***** Extracted entries
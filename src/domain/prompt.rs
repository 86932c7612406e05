//! Prompt composition from retrieved passages, history and the question

use crate::domain::chat::Message;
use crate::domain::retrieval::RetrievedPassage;

const BASE_INSTRUCTION: &str =
    "You are a helpful assistant. Answer the question based only on the following context:\n";

/// Composes the per-turn message sequence sent to the generator.
///
/// Constructed once at startup with the evaluation-criteria block; the
/// criteria text never varies between turns.
#[derive(Debug, Clone)]
pub struct PromptComposer {
    criteria: String,
}

impl PromptComposer {
    pub fn new(criteria: impl Into<String>) -> Self {
        Self {
            criteria: criteria.into(),
        }
    }

    /// Builds: system message (instruction + passages + criteria), then the
    /// prior history verbatim, then the question as the final user message.
    ///
    /// Passages are joined in retrieval order with no dedup or re-ranking.
    pub fn compose(
        &self,
        question: &str,
        history: &[Message],
        passages: &[RetrievedPassage],
    ) -> Vec<Message> {
        let context = passages
            .iter()
            .map(|p| p.text.as_str())
            .collect::<Vec<_>>()
            .join("\n\n");

        let system = format!(
            "{BASE_INSTRUCTION}{context}\n'''\n{criteria}\n'''",
            criteria = self.criteria
        );

        let mut messages = Vec::with_capacity(history.len() + 2);
        messages.push(Message::system(system));
        messages.extend_from_slice(history);
        messages.push(Message::user(question));
        messages
    }
}

#[cfg(test)]
mod tests {
    use crate::domain::chat::MessageRole;

    use super::*;

    fn passages() -> Vec<RetrievedPassage> {
        vec![
            RetrievedPassage::new("Submissions close on 1 March."),
            RetrievedPassage::new("Late submissions are rejected."),
        ]
    }

    #[test]
    fn test_final_message_is_the_question() {
        let composer = PromptComposer::new("Score on price and quality.");
        let messages = composer.compose("When do submissions close?", &[], &passages());

        let last = messages.last().unwrap();
        assert_eq!(last.role, MessageRole::User);
        assert_eq!(last.content, "When do submissions close?");
    }

    #[test]
    fn test_system_message_contains_passages_and_criteria() {
        let composer = PromptComposer::new("Score on price and quality.");
        let messages = composer.compose("When do submissions close?", &[], &passages());

        let system = &messages[0];
        assert_eq!(system.role, MessageRole::System);
        assert!(
            system
                .content
                .contains("Submissions close on 1 March.\n\nLate submissions are rejected.")
        );
        assert!(system.content.contains("'''\nScore on price and quality.\n'''"));
    }

    #[test]
    fn test_history_is_preserved_in_order() {
        let composer = PromptComposer::new("criteria");
        let history = vec![
            Message::user("earlier question"),
            Message::assistant("earlier answer"),
        ];

        let messages = composer.compose("new question", &history, &[]);

        assert_eq!(messages.len(), 4);
        assert_eq!(messages[1], history[0]);
        assert_eq!(messages[2], history[1]);
        assert_eq!(messages[3], Message::user("new question"));
    }

    #[test]
    fn test_empty_passages_still_compose() {
        let composer = PromptComposer::new("criteria");
        let messages = composer.compose("question", &[], &[]);

        assert_eq!(messages.len(), 2);
        assert!(messages[0].content.starts_with(BASE_INSTRUCTION));
    }
}
pub mod s3;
**********
Task details. Having read the entries, repeat them all exactly.

Answer.
filename src/domain/prompt.rs
repository 86932c7612406e05
//! Prompt composition from retrieved passages, history and the question

use crate::domain::chat::Message;
use crate::domain::retrieval::RetrievedPassage;

const BASE_INSTRUCTION: &str =
    "You are a helpful assistant. Answer the question based only on the following context:\n";

/// Composes the per-turn message sequence sent to the generator.
///
/// Constructed once at startup with the evaluation-criteria block; the
/// criteria text never varies between turns.
#[derive(Debug, Clone)]
pub struct PromptComposer {
    criteria: String,
}

impl PromptComposer {
    pub fn new(criteria: impl Into<String>) -> Self {
        Self {
            criteria: criteria.into(),
        }
    }

    /// Builds: system message (instruction + passages + criteria), then the
    /// prior history verbatim, then the question as the final user message.
    ///
    /// Passages are joined in retrieval order with no dedup or re-ranking.
    pub fn compose(
        &self,
        question: &str,
        history: &[Message],
        passages: &[RetrievedPassage],
    ) -> Vec<Message> {
        let context = passages
            .iter()
            .map(|p| p.text.as_str())
            .collect::<Vec<_>>()
            .join("\n\n");

        let system = format!(
            "{BASE_INSTRUCTION}{context}\n'''\n{criteria}\n'''",
            criteria = self.criteria
        );

        let mut messages = Vec::with_capacity(history.len() + 2);
        messages.push(Message::system(system));
        messages.extend_from_slice(history);
        messages.push(Message::user(question));
        messages
    }
}

#[cfg(test)]
mod tests {
    use crate::domain::chat::MessageRole;

    use super::*;

    fn passages() -> Vec<RetrievedPassage> {
        vec![
            RetrievedPassage::new("Submissions close on 1 March."),
            RetrievedPassage::new("Late submissions are rejected."),
        ]
    }

    #[test]
    fn test_final_message_is_the_question() {
        let composer = PromptComposer::new("Score on price and quality.");
        let messages = composer.compose("When do submissions close?", &[], &passages());

        let last = messages.last().unwrap();
        assert_eq!(last.role, MessageRole::User);
        assert_eq!(last.content, "When do submissions close?");
    }

    #[test]
    fn test_system_message_contains_passages_and_criteria() {
        let composer = PromptComposer::new("Score on price and quality.");
        let messages = composer.compose("When do submissions close?", &[], &passages());

        let system = &messages[0];
        assert_eq!(system.role, MessageRole::System);
        assert!(
            system
                .content
                .contains("Submissions close on 1 March.\n\nLate submissions are rejected.")
        );
        assert!(system.content.contains("'''\nScore on price and quality.\n'''"));
    }

    #[test]
    fn test_history_is_preserved_in_order() {
        let composer = PromptComposer::new("criteria");
        let history = vec![
            Message::user("earlier question"),
            Message::assistant("earlier answer"),
        ];

        let messages = composer.compose("new question", &history, &[]);

        assert_eq!(messages.len(), 4);
        assert_eq!(messages[1], history[0]);
        assert_eq!(messages[2], history[1]);
        assert_eq!(messages[3], Message::user("new question"));
    }

    #[test]
    fn test_empty_passages_still_compose() {
        let composer = PromptComposer::new("criteria");
        let messages = composer.compose("question", &[], &[]);

        assert_eq!(messages.len(), 2);
        assert!(messages[0].content.starts_with(BASE_INSTRUCTION));
    }
}
pub mod s3;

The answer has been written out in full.